+++ RECORDS FOR THE EXERCISE +++
use actix_web::cookie::SameSite;

use crate::auth::MIN_PBKDF2_ITERATIONS;
use crate::error::ConfigError;

#[derive(serde::Deserialize, Clone)]
pub struct Settings {
    pub database: DatabaseSettings,
    pub application: ApplicationSettings,
    pub auth: AuthSettings,
}

#[derive(serde::Deserialize, Clone)]
pub struct ApplicationSettings {
    pub host: String,
    pub port: u16,
}

#[derive(serde::Deserialize, Clone)]
pub struct DatabaseSettings {
    pub username: String,
    pub password: String,
    pub port: u16,
    pub host: String,
    pub database_name: String,
}

impl DatabaseSettings {
    pub fn connection_string(&self) -> String {
        format!(
            "postgres://{}:{}@{}:{}/{}",
            self.username, self.password, self.host, self.port, self.database_name
        )
    }

    pub fn connection_string_without_db(&self) -> String {
        format!(
            "postgres://{}:{}@{}:{}",
            self.username, self.password, self.host, self.port
        )
    }
}

#[derive(serde::Deserialize, Clone)]
pub struct AuthSettings {
    pub tokens: TokenSettings,
    pub cookies: CookieSettings,
    #[serde(default)]
    pub password: PasswordSettings,
}

/// Session token settings
///
/// The access token must be materially shorter-lived than the refresh token,
/// otherwise the refresh step never has anything to do.
#[derive(serde::Deserialize, Clone, Debug)]
pub struct TokenSettings {
    pub private_key_path: String,
    pub public_key_path: String,
    pub issuer: String,
    pub access_token_ttl_seconds: i64,  // e.g. 1800 for 30 minutes
    pub refresh_token_ttl_seconds: i64, // e.g. 3600 for one hour
    /// Remaining access lifetime under which the gate renews proactively.
    /// Unset means the access TTL, i.e. renew on every authorized request.
    #[serde(default)]
    pub renew_within_seconds: Option<i64>,
}

impl TokenSettings {
    pub fn renewal_window_seconds(&self) -> i64 {
        self.renew_within_seconds
            .unwrap_or(self.access_token_ttl_seconds)
    }
}

#[derive(serde::Deserialize, Clone, Copy, Debug, PartialEq, Eq)]
#[serde(rename_all = "lowercase")]
pub enum SameSitePolicy {
    Strict,
    Lax,
    None,
}

impl From<SameSitePolicy> for SameSite {
    fn from(policy: SameSitePolicy) -> Self {
        match policy {
            SameSitePolicy::Strict => SameSite::Strict,
            SameSitePolicy::Lax => SameSite::Lax,
            SameSitePolicy::None => SameSite::None,
        }
    }
}

#[derive(serde::Deserialize, Clone, Debug)]
pub struct CookieSettings {
    pub same_site: SameSitePolicy,
    /// Off by default; turn on once the service sits behind TLS.
    #[serde(default)]
    pub secure: bool,
    pub safety_margin_seconds: i64,
}

#[derive(serde::Deserialize, Clone, Debug)]
pub struct PasswordSettings {
    pub iterations: u32,
}

impl Default for PasswordSettings {
    fn default() -> Self {
        Self {
            iterations: MIN_PBKDF2_ITERATIONS,
        }
    }
}

impl Settings {
    /// Reject orderings and values that would silently weaken the session model
    pub fn validate(&self) -> Result<(), ConfigError> {
        let tokens = &self.auth.tokens;

        if tokens.access_token_ttl_seconds <= 0 {
            return Err(ConfigError::InvalidValue(
                "auth.tokens.access_token_ttl_seconds must be positive".to_string(),
            ));
        }
        if tokens.access_token_ttl_seconds >= tokens.refresh_token_ttl_seconds {
            return Err(ConfigError::InvalidValue(format!(
                "access token TTL ({}s) must be shorter than refresh token TTL ({}s)",
                tokens.access_token_ttl_seconds, tokens.refresh_token_ttl_seconds
            )));
        }
        if tokens.issuer.trim().is_empty() {
            return Err(ConfigError::MissingRequired("auth.tokens.issuer".to_string()));
        }

        let cookies = &self.auth.cookies;
        let margin = cookies.safety_margin_seconds;
        if margin < 0 || margin >= tokens.access_token_ttl_seconds {
            return Err(ConfigError::InvalidValue(
                "auth.cookies.safety_margin_seconds must be within [0, access TTL)".to_string(),
            ));
        }
        // The access cookie disappears `margin` seconds before its token expires,
        // so renewal has to start before that or an active session lapses
        if tokens.renewal_window_seconds() <= margin {
            return Err(ConfigError::InvalidValue(format!(
                "auth.tokens.renew_within_seconds ({}s) must exceed auth.cookies.safety_margin_seconds ({}s)",
                tokens.renewal_window_seconds(),
                margin
            )));
        }
        if cookies.same_site == SameSitePolicy::None && !cookies.secure {
            return Err(ConfigError::InvalidValue(
                "auth.cookies.same_site = none requires auth.cookies.secure = true".to_string(),
            ));
        }
        if self.auth.password.iterations < MIN_PBKDF2_ITERATIONS {
            return Err(ConfigError::InvalidValue(format!(
                "auth.password.iterations must be at least {}",
                MIN_PBKDF2_ITERATIONS
            )));
        }

        Ok(())
    }
}

pub fn get_configuration() -> Result<Settings, ConfigError> {
    let settings = config::Config::builder()
        .add_source(config::File::with_name("configuration").required(false))
        .add_source(
            config::Environment::with_prefix("APP")
                .prefix_separator("_")
                .separator("__")
                .try_parsing(true),
        )
        .build()?;
    let settings = settings.try_deserialize::<Settings>()?;
    settings.validate()?;
    Ok(settings)
}
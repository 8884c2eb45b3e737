/// Session Token Issuance and Verification
///
/// Access and refresh tokens are both RS256-signed JWTs that differ only in
/// their `kind` claim and lifetime. Refresh tokens exist solely to mint new
/// access tokens; rotation hands back the same refresh token it was given.

use chrono::Utc;
use jsonwebtoken::{decode, encode, Algorithm, Header, Validation};
use sha2::{Digest, Sha256};
use std::error::Error as StdError;
use std::fmt;

use crate::auth::claims::{Claims, SessionUser, TokenKind};
use crate::auth::keys::SigningKeys;
use crate::configuration::TokenSettings;

/// Token-level failures
///
/// These never reach a route handler; the authorization gate collapses them
/// into `AuthError::Unauthenticated`.
#[derive(Debug, Clone, PartialEq)]
pub enum TokenError {
    /// Signature is valid but the token is past `exp`
    Expired,
    /// Bad signature, malformed token, wrong issuer or wrong kind
    Invalid,
    /// Refresh token missing, expired or not verifiable
    RefreshInvalid,
    Signing(String),
}

impl fmt::Display for TokenError {
    fn fmt(&self, f: &mut fmt::Formatter<'_>) -> fmt::Result {
        match self {
            TokenError::Expired => write!(f, "Token has expired"),
            TokenError::Invalid => write!(f, "Invalid token"),
            TokenError::RefreshInvalid => write!(f, "Refresh token is missing or invalid"),
            TokenError::Signing(msg) => write!(f, "Token signing failed: {}", msg),
        }
    }
}

impl StdError for TokenError {}

/// A signed token together with the claims it carries
#[derive(Debug, Clone)]
pub struct IssuedToken {
    pub token: String,
    pub claims: Claims,
}

impl IssuedToken {
    pub fn expires_at(&self) -> i64 {
        self.claims.exp
    }
}

/// Access + refresh tokens issued or renewed together
#[derive(Debug, Clone)]
pub struct TokenPair {
    pub access: IssuedToken,
    pub refresh: IssuedToken,
}

#[derive(Clone)]
pub struct TokenService {
    keys: SigningKeys,
    issuer: String,
    access_ttl_seconds: i64,
    refresh_ttl_seconds: i64,
}

impl TokenService {
    pub fn new(keys: SigningKeys, settings: &TokenSettings) -> Self {
        Self {
            keys,
            issuer: settings.issuer.clone(),
            access_ttl_seconds: settings.access_token_ttl_seconds,
            refresh_ttl_seconds: settings.refresh_token_ttl_seconds,
        }
    }

    pub fn issue_access_token(&self, user: &SessionUser) -> Result<IssuedToken, TokenError> {
        self.issue_at(user, TokenKind::Access, Utc::now().timestamp())
    }

    pub fn issue_refresh_token(&self, user: &SessionUser) -> Result<IssuedToken, TokenError> {
        self.issue_at(user, TokenKind::Refresh, Utc::now().timestamp())
    }

    /// Issue a fresh access + refresh pair, as done at login
    pub fn issue_pair(&self, user: &SessionUser) -> Result<TokenPair, TokenError> {
        self.issue_pair_at(user, Utc::now().timestamp())
    }

    pub fn issue_pair_at(&self, user: &SessionUser, now: i64) -> Result<TokenPair, TokenError> {
        Ok(TokenPair {
            access: self.issue_at(user, TokenKind::Access, now)?,
            refresh: self.issue_at(user, TokenKind::Refresh, now)?,
        })
    }

    /// Sign a token of the given kind as if issued at `now` (Unix seconds)
    pub fn issue_at(
        &self,
        user: &SessionUser,
        kind: TokenKind,
        now: i64,
    ) -> Result<IssuedToken, TokenError> {
        let ttl = match kind {
            TokenKind::Access => self.access_ttl_seconds,
            TokenKind::Refresh => self.refresh_ttl_seconds,
        };
        let claims = Claims::new(user.clone(), kind, now, ttl, self.issuer.clone());

        let token = encode(&Header::new(Algorithm::RS256), &claims, &self.keys.encoding)
            .map_err(|e| TokenError::Signing(e.to_string()))?;

        Ok(IssuedToken { token, claims })
    }

    /// Verify signature, issuer, kind and expiry of a token
    ///
    /// # Errors
    /// - `TokenError::Expired` if the signature checks out but `exp` has passed
    /// - `TokenError::Invalid` for anything else
    pub fn verify(&self, token: &str, expected: TokenKind) -> Result<Claims, TokenError> {
        self.verify_at(token, expected, Utc::now().timestamp())
    }

    pub fn verify_at(&self, token: &str, expected: TokenKind, now: i64) -> Result<Claims, TokenError> {
        let mut validation = Validation::new(Algorithm::RS256);
        validation.set_issuer(&[&self.issuer]);
        validation.set_required_spec_claims(&["exp", "iss"]);
        // Expiry is checked below against the caller's clock with zero leeway
        validation.validate_exp = false;

        let claims = decode::<Claims>(token, &self.keys.decoding, &validation)
            .map(|data| data.claims)
            .map_err(|e| {
                tracing::debug!(
                    kind = expected.as_str(),
                    token = %fingerprint(token),
                    "JWT decode error: {}", e
                );
                TokenError::Invalid
            })?;

        if claims.kind != expected {
            tracing::warn!(
                expected = expected.as_str(),
                presented = claims.kind.as_str(),
                "Token presented as the wrong kind"
            );
            return Err(TokenError::Invalid);
        }

        if claims.is_expired_at(now) {
            return Err(TokenError::Expired);
        }

        Ok(claims)
    }

    /// Mint a new access token from a refresh token
    ///
    /// The returned pair holds the new access token and the *same* refresh token.
    pub fn rotate_access_token(&self, refresh_token: Option<&str>) -> Result<TokenPair, TokenError> {
        self.rotate_access_token_at(refresh_token, Utc::now().timestamp())
    }

    pub fn rotate_access_token_at(
        &self,
        refresh_token: Option<&str>,
        now: i64,
    ) -> Result<TokenPair, TokenError> {
        let refresh_token = refresh_token.ok_or(TokenError::RefreshInvalid)?;

        let refresh_claims = self
            .verify_at(refresh_token, TokenKind::Refresh, now)
            .map_err(|e| {
                tracing::info!(
                    token = %fingerprint(refresh_token),
                    reason = %e,
                    "Refresh token rejected"
                );
                TokenError::RefreshInvalid
            })?;

        let access = self.issue_at(&refresh_claims.user, TokenKind::Access, now)?;

        Ok(TokenPair {
            access,
            refresh: IssuedToken {
                token: refresh_token.to_string(),
                claims: refresh_claims,
            },
        })
    }
}

/// Short SHA-256 fingerprint so tokens can be correlated in logs without being leaked
pub fn fingerprint(token: &str) -> String {
    let digest = Sha256::digest(token.as_bytes());
    hex::encode(&digest[..6])
}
+++
## TASK INSTRUCTIONS
Scan the material above for the word "IssuedToken", and copy every line in which it is found.

## WRITTEN RESPONSE
pub struct IssuedToken {
impl IssuedToken {
    pub access: IssuedToken,
    pub refresh: IssuedToken,
    pub fn issue_access_token(&self, user: &SessionUser) -> Result<IssuedToken, TokenError> {
    pub fn issue_refresh_token(&self, user: &SessionUser) -> Result<IssuedToken, TokenError> {
    ) -> Result<IssuedToken, TokenError> {
        Ok(IssuedToken { token, claims })
            refresh: IssuedToken {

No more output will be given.